Escaramuças por altura da Guerra da Independência de Portugal

Durante vários meses, estiveram inactivas as armas de um e outro lado da fronteira, até que ocorreu um incidente na povoação espanhola de Navas Frias e foi o primeiro disparo para pôr em alvoroço várias aldeias e vilas da região.

Navas Frias, como o nome indica, é um local aprazível para férias de Verão e, por isso mesmo, visitada por gente importante da região de Salamanca. Foi o que aconteceu em Julho de 1641 com D. Tomás de Oria, filho do duque de Turs, na altura reitor da Universidade de Salamanca. Tinha por costume madrugar e dedicar-se à caça nas primeiras horas da manhã. Num desses dias, em que caçava junto à fronteira com Aldeia do Bispo, surpreendeu um confiado labrego (natural de Aldeia do Bispo) que, alheio a discórdias, regava as plantas da sua horta junto à fronteira. Sem qualquer motivo, o Sr. de Oria mandou os seus criados prendê-lo e, sem atender às súplicas do infeliz campónio, descalço e meio nu, levou-o à força para Navas Frias, onde o encarcerou e submeteu a rigoroso e selvagem interrogatório.

Esta notícia chegou ao governador de Alfaiates, o Capitão Brás Garcia de Mascarenhas que, de imediato, pediu ao General Abrantes, que residia no Sabugal, para resgatar o labrego. Foi-lhe concedida autorização, desde que não causasse danos nas pessoas e coisas de Navas Frias.

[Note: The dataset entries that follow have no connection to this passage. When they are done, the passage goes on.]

/// A deliberation run (Entity).
///
/// Snapshots are plain serializations of this struct. It only changes
/// through [`Run::apply`].
#[derive(Debug, Clone, PartialEq, Serialize, Deserialize)]
pub struct Run {
    pub id: RunId,
    pub question: Question,
    pub context: Option<SystemContext>,
    pub state: EngineState,
    pub status: RunStatus,
    pub rounds: Vec<Round>,
    pub pending_clarification: Option<ClarificationRequest>,
    pub final_artifact: Option<ArchitectureDecisionRecord>,
    pub failure: Option<FailureReason>,
    pub max_rounds: u32,
    /// Sequence number the next event must carry.
    pub next_sequence: u64,
    pub created_at: DateTime<Utc>,
    pub updated_at: DateTime<Utc>,
}

impl Run {
    /// The `run_created` event that starts a new run.
    pub fn creation_event(
        id: RunId,
        question: Question,
        context: Option<SystemContext>,
        max_rounds: u32,
        at: DateTime<Utc>,
    ) -> RunEvent {
        RunEvent {
            run_id: id,
            sequence: 0,
            at,
            kind: EventKind::RunCreated {
                question,
                context,
                max_rounds,
            },
        }
    }

    /// Build a run from its `run_created` event.
    pub fn genesis(event: &RunEvent) -> Result<Self, DomainError> {
        let EventKind::RunCreated {
            question,
            context,
            max_rounds,
        } = &event.kind
        else {
            return Err(DomainError::NotCreated);
        };
        if event.sequence != 0 {
            return Err(DomainError::OutOfOrderEvent {
                expected: 0,
                actual: event.sequence,
            });
        }
        Ok(Self {
            id: event.run_id,
            question: question.clone(),
            context: context.clone(),
            state: EngineState::initial(),
            status: RunStatus::Running,
            rounds: Vec::new(),
            pending_clarification: None,
            final_artifact: None,
            failure: None,
            max_rounds: *max_rounds,
            next_sequence: 1,
            created_at: event.at,
            updated_at: event.at,
        })
    }

    /// Rebuild a run by folding its full event log.
    pub fn replay<'a>(events: impl IntoIterator<Item = &'a RunEvent>) -> Result<Self, DomainError> {
        let mut events = events.into_iter();
        let first = events.next().ok_or(DomainError::NotCreated)?;
        let mut run = Self::genesis(first)?;
        for event in events {
            run.apply(event)?;
        }
        Ok(run)
    }

    /// Stamp the next event for this run. Does not apply it.
    pub fn next_event(&self, kind: EventKind, at: DateTime<Utc>) -> RunEvent {
        RunEvent {
            run_id: self.id,
            sequence: self.next_sequence,
            at,
            kind,
        }
    }

    /// Fold one event into the run.
    ///
    /// Rejects events for other runs, out-of-sequence events, anything after
    /// a terminal status, and anything the state machine does not allow. On
    /// error the run is left untouched.
    pub fn apply(&mut self, event: &RunEvent) -> Result<(), DomainError> {
        if event.run_id != self.id {
            return Err(DomainError::ForeignEvent {
                expected: self.id.to_string(),
                actual: event.run_id.to_string(),
            });
        }
        if event.sequence != self.next_sequence {
            return Err(DomainError::OutOfOrderEvent {
                expected: self.next_sequence,
                actual: event.sequence,
            });
        }
        if self.status.is_terminal() {
            return Err(DomainError::Terminal(self.status));
        }

        match &event.kind {
            EventKind::RunCreated { .. } => {
                return Err(DomainError::InvalidTransition(
                    "run_created after the run already exists".to_string(),
                ));
            }
            EventKind::PhaseStarted { phase, round } => {
                self.expect_position(*phase, *round)?;
                if *phase == Phase::Ideation && self.rounds.len() as u32 == *round {
                    self.rounds.push(Round::new(*round));
                }
            }
            EventKind::AgentResponded { phase, round, .. } => {
                self.expect_position(*phase, *round)?;
            }
            EventKind::ProposalRecorded { proposal } => {
                self.expect_position(Phase::Ideation, proposal.round)?;
                let round = self.round_mut(proposal.round)?;
                if round.proposal_by(&proposal.author).is_some() {
                    return Err(DomainError::InvalidTransition(format!(
                        "{} already proposed in round {}",
                        proposal.author, proposal.round
                    )));
                }
                round.proposals.push(proposal.clone());
            }
            EventKind::CritiqueRecorded { critique } => {
                self.expect_position(Phase::Critique, critique.round)?;
                if critique.author == critique.target_author {
                    return Err(DomainError::InvalidTransition(format!(
                        "{} cannot critique its own proposal",
                        critique.author
                    )));
                }
                let round = self.round_mut(critique.round)?;
                if round.critiques.iter().any(|c| c.id == critique.id) {
                    return Err(DomainError::InvalidTransition(format!(
                        "critique {} already recorded",
                        critique.id
                    )));
                }
                round.critiques.push(critique.clone());
            }
            EventKind::AuditRecorded { audit } => {
                self.expect_position(Phase::Audit, audit.round)?;
                let round = self.round_mut(audit.round)?;
                if round.audit.is_some() {
                    return Err(DomainError::InvalidTransition(format!(
                        "round {} already has an audit",
                        audit.round
                    )));
                }
                round.audit = Some(audit.clone());
            }
            EventKind::ClarificationNeeded { request } => {
                self.expect_position(request.phase, request.round)?;
                let next = transition(
                    &self.state,
                    &MachineInput::ClarificationRaised {
                        request_id: request.id.clone(),
                    },
                    self.max_rounds,
                )?;
                self.round_mut(request.round)?
                    .clarifications
                    .push(ClarificationRecord {
                        request: request.clone(),
                        answer: None,
                    });
                self.state = next;
                self.status = RunStatus::AwaitingClarification;
                self.pending_clarification = Some(request.clone());
            }
            EventKind::ClarificationAnswered { answer } => {
                let next = transition(
                    &self.state,
                    &MachineInput::ClarificationAnswered {
                        request_id: answer.request_id.clone(),
                    },
                    self.max_rounds,
                )?;
                let (_, round_number) = next.position().ok_or_else(|| {
                    DomainError::InvalidTransition("clarification resumed nowhere".to_string())
                })?;
                let record = self
                    .round_mut(round_number)?
                    .clarifications
                    .iter_mut()
                    .find(|c| c.request.id == answer.request_id)
                    .ok_or_else(|| {
                        DomainError::InvalidTransition(format!(
                            "unknown clarification {}",
                            answer.request_id
                        ))
                    })?;
                record.answer = Some(answer.clone());
                self.state = next;
                self.status = RunStatus::Running;
                self.pending_clarification = None;
            }
            EventKind::PhaseCompleted { phase, round, .. } => {
                self.expect_position(*phase, *round)?;
                self.state = transition(
                    &self.state,
                    &MachineInput::PhaseCompleted,
                    self.max_rounds,
                )?;
            }
            EventKind::RoundCompleted { round, verdict } => {
                self.expect_position(Phase::ConvergenceCheck, *round)?;
                let next = transition(
                    &self.state,
                    &MachineInput::Verdict(verdict.clone()),
                    self.max_rounds,
                )?;
                self.round_mut(*round)?.verdict = Some(verdict.clone());
                self.state = next;
            }
            EventKind::RunConverged { artifact } => {
                if self.state != EngineState::Converged {
                    return Err(DomainError::InvalidTransition(format!(
                        "run_converged in state {}",
                        self.state
                    )));
                }
                self.status = RunStatus::Converged;
                self.final_artifact = Some(artifact.as_ref().clone());
            }
            EventKind::RunFailed { reason } => {
                if self.state != EngineState::Failed {
                    self.state = transition(&self.state, &MachineInput::Fail, self.max_rounds)?;
                }
                self.status = RunStatus::Failed;
                self.failure = Some(reason.clone());
            }
            EventKind::RunCancelled => {
                if self.state != EngineState::Cancelled {
                    self.state = transition(&self.state, &MachineInput::Cancel, self.max_rounds)?;
                }
                self.status = RunStatus::Cancelled;
                self.pending_clarification = None;
            }
        }

        self.next_sequence += 1;
        self.updated_at = event.at;
        Ok(())
    }

    fn expect_position(&self, phase: Phase, round: u32) -> Result<(), DomainError> {
        if self.state.position() == Some((phase, round)) {
            Ok(())
        } else {
            Err(DomainError::InvalidTransition(format!(
                "{} of round {} while {}",
                phase, round, self.state
            )))
        }
    }

    fn round_mut(&mut self, round: u32) -> Result<&mut Round, DomainError> {
        self.rounds
            .get_mut(round as usize)
            .ok_or_else(|| DomainError::InvalidTransition(format!("round {} not started", round)))
    }

    pub fn round(&self, round: u32) -> Option<&Round> {
        self.rounds.get(round as usize)
    }

    pub fn current_round(&self) -> Option<&Round> {
        self.rounds.last()
    }

    /// Every answered clarification, oldest first.
    pub fn answered_clarifications(&self) -> Vec<AnsweredClarification> {
        self.rounds
            .iter()
            .flat_map(|r| r.clarifications.iter())
            .filter_map(|c| {
                c.answer.as_ref().map(|a| AnsweredClarification {
                    question: c.request.question.clone(),
                    answer: a.text.clone(),
                })
            })
            .collect()
    }

    /// Number of clarifications raised so far, answered or not.
    pub fn clarification_count(&self) -> usize {
        self.rounds.iter().map(|r| r.clarifications.len()).sum()
    }

    /// Rendered system context for prompts.
    pub fn context_block(&self) -> String {
        match &self.context {
            Some(ctx) => ctx.to_prompt_string(),
            None => SystemContext::default().to_prompt_string(),
        }
    }
}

No dia 23 de Agosto de 1641, saiu o Capitão Brás de Alfaiates com 300 homens escolhidos, passando por Aldeia Velha e Aldeia do Bispo, entrando em Navas Frias. Aqui mandou um pelotão de 30 mosqueteiros, comandados pelo alferes Simão Nunes Tigre, cercar a casa onde residia o autor da afronta, enquanto que ele se encaminhava para a aldeia com os restantes homens. O alarido alertou os residentes e também D. Tomás de Oria que, suspeitando do que se tratava e apesar de estar meio nu, saltou de imediato por uma janela e fugiu sem olhar para trás. Teve ainda de fintar alguns tiros e, mesmo assim, foi atingido ainda na face por um deles. Conseguiu atingir o bosque e, depois de algum descanso, fugiu até ao convento de Franciscanos de S. Martin de Trevejo, a cujos religiosos pediu auxílio e protecção.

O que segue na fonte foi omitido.